### WORK ORDER
All lines in the material containing the word "PathBuf" need to be copied.

### ENTRIES PROVIDED
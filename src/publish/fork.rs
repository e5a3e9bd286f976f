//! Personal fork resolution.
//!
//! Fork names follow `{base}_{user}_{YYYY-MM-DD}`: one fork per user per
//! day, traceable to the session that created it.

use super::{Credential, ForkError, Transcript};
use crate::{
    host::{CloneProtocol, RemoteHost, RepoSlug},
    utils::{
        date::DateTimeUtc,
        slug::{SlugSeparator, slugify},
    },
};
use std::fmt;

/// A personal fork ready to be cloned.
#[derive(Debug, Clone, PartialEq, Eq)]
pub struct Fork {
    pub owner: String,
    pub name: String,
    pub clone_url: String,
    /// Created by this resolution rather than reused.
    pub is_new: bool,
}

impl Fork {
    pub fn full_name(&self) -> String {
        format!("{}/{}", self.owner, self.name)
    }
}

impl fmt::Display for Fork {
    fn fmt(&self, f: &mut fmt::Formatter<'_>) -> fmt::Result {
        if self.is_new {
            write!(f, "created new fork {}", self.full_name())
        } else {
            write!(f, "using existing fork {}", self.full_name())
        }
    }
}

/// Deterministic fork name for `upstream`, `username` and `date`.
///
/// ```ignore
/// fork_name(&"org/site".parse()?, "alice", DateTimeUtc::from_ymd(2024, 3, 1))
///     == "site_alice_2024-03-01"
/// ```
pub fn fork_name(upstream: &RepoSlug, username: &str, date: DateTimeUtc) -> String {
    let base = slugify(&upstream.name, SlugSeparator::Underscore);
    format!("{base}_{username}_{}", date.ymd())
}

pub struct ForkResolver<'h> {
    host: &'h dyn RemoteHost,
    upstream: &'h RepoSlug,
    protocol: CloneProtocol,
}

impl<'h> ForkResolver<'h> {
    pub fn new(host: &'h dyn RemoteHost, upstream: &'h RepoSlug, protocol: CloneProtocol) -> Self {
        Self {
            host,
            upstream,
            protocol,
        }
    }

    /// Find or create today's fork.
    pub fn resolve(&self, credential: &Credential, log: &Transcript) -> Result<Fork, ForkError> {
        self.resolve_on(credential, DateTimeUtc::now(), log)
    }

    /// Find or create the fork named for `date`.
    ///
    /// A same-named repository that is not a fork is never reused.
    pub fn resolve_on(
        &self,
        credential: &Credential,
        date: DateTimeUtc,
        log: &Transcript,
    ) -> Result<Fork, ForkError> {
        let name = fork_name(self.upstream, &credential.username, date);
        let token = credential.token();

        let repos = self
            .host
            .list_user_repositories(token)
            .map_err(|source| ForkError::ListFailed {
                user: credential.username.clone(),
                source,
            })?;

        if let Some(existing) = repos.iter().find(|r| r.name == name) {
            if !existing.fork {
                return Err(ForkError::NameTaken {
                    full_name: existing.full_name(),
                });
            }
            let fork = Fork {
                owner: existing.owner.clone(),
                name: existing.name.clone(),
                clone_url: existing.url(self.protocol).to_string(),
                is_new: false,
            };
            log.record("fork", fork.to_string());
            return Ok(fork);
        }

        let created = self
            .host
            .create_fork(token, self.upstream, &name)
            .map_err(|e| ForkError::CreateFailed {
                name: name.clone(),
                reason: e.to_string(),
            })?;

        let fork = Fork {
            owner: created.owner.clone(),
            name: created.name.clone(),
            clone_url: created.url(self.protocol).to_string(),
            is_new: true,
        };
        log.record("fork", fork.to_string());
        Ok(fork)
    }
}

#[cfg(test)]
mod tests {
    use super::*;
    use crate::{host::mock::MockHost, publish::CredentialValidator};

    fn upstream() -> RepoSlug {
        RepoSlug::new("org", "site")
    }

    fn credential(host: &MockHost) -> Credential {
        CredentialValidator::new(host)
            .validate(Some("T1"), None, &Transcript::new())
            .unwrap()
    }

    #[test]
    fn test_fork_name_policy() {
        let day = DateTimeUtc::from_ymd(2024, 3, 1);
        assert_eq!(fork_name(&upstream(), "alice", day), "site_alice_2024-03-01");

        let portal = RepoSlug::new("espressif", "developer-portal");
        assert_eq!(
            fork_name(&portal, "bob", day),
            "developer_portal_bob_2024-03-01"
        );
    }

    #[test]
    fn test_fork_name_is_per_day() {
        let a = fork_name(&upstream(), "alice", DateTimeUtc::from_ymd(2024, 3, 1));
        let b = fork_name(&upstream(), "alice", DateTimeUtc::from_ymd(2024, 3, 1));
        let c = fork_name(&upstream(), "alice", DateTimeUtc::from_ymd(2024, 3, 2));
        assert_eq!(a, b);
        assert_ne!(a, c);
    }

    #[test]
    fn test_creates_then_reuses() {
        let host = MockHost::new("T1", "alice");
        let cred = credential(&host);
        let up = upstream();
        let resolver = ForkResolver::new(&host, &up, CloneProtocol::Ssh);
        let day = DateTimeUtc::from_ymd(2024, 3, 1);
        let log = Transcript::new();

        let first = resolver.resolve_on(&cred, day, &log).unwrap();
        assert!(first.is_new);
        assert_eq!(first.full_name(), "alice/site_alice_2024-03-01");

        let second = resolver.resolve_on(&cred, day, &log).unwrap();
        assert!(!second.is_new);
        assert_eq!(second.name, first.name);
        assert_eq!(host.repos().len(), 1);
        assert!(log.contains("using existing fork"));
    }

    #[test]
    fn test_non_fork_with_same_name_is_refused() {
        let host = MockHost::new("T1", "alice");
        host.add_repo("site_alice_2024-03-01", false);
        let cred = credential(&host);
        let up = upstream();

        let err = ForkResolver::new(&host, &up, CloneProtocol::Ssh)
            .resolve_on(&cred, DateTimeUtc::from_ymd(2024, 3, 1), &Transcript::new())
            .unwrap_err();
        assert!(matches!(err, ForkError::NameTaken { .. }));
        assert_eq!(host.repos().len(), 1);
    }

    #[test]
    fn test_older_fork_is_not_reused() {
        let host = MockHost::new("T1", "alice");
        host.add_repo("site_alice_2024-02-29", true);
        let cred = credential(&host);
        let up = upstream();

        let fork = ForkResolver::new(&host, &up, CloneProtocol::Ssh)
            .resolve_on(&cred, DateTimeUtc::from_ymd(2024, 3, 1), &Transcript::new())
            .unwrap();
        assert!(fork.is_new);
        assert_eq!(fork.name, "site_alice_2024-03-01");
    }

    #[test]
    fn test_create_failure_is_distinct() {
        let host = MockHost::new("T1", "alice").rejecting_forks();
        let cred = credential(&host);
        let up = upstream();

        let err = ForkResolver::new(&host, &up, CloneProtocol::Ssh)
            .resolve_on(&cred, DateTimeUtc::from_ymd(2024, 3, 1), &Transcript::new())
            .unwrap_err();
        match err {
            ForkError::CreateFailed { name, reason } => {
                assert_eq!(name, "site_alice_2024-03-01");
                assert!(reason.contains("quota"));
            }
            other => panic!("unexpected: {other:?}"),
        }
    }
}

--

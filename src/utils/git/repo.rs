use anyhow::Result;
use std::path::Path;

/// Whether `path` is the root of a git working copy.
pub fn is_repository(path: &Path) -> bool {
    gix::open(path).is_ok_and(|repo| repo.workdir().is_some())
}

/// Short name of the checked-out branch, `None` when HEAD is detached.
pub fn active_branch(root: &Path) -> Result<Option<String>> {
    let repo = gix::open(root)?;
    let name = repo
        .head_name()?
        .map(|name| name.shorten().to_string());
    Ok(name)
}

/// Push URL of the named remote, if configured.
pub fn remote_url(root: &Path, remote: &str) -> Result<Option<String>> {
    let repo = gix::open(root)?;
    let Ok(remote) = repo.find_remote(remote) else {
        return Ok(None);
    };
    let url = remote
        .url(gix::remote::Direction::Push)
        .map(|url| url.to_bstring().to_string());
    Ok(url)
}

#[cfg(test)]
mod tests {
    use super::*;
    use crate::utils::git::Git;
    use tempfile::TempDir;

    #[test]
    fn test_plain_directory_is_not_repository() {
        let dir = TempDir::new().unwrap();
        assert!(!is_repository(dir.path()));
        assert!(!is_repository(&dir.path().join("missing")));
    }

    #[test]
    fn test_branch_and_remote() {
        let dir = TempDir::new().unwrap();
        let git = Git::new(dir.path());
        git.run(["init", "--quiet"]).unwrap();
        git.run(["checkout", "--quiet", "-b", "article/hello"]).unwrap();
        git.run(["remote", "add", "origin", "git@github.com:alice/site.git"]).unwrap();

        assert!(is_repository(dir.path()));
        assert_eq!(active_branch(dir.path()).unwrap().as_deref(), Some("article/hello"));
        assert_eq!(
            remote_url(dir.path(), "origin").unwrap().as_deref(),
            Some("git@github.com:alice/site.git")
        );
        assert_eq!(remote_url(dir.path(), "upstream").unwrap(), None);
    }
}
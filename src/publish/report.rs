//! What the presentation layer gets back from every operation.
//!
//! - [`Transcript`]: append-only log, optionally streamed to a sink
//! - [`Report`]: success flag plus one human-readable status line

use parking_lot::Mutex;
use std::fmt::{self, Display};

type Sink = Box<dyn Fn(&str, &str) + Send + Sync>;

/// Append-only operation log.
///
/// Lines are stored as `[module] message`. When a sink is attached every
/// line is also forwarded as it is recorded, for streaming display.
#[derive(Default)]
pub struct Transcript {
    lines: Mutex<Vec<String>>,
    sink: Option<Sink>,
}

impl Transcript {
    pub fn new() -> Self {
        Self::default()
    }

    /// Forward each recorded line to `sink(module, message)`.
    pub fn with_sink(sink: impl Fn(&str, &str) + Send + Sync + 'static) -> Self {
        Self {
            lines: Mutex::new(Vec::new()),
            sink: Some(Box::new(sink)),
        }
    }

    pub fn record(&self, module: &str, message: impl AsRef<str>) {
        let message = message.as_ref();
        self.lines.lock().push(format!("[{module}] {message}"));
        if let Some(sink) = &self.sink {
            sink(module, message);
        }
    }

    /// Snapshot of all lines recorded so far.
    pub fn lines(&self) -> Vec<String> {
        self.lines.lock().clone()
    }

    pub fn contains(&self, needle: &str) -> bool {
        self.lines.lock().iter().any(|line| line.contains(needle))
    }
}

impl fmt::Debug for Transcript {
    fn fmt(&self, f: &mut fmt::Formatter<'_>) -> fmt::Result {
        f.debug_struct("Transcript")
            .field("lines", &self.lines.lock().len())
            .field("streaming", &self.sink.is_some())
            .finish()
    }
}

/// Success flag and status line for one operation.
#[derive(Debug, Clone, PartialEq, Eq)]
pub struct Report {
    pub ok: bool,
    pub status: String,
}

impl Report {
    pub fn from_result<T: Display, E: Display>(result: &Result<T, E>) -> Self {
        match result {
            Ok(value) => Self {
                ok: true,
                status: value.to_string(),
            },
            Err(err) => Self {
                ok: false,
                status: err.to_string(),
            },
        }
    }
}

==

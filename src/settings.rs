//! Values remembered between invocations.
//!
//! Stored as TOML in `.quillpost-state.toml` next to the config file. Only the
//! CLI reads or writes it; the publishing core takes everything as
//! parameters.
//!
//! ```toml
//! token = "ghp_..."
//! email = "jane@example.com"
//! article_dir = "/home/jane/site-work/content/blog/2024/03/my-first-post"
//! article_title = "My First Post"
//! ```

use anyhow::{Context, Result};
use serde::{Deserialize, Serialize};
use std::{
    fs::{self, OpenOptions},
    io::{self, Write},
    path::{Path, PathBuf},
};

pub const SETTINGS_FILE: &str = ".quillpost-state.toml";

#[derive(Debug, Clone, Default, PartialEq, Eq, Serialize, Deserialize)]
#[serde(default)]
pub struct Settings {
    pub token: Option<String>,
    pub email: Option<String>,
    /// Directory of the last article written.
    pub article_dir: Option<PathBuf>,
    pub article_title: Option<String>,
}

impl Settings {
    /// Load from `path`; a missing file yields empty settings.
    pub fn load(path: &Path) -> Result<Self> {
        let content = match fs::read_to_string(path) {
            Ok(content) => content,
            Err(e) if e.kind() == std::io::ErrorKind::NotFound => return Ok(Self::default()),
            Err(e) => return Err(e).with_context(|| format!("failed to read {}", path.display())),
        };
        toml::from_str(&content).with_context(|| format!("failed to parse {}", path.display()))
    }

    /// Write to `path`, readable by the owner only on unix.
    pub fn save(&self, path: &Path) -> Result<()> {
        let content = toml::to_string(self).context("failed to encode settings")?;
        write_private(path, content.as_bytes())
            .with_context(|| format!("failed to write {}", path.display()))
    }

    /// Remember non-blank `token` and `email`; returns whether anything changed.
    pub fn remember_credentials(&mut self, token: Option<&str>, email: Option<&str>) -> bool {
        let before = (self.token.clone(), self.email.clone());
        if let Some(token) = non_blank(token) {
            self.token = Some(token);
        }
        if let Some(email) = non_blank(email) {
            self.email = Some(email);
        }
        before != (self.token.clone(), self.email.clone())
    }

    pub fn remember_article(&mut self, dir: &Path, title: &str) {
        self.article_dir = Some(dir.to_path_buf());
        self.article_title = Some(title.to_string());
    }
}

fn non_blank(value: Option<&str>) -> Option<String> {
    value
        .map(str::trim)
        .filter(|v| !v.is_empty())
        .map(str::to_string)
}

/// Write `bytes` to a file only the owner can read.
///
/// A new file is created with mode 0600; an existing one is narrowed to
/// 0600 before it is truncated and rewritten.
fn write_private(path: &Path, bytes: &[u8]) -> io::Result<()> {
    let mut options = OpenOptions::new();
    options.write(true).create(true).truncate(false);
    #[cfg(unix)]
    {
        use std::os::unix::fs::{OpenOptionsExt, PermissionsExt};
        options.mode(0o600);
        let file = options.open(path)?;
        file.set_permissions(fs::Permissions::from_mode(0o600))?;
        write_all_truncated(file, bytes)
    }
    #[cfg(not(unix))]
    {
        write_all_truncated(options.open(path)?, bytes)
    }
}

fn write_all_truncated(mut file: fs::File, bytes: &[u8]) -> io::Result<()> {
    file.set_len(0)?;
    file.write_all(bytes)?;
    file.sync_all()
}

### RESPONSE BELOW
    path::{Path, PathBuf},
    pub article_dir: Option<PathBuf>,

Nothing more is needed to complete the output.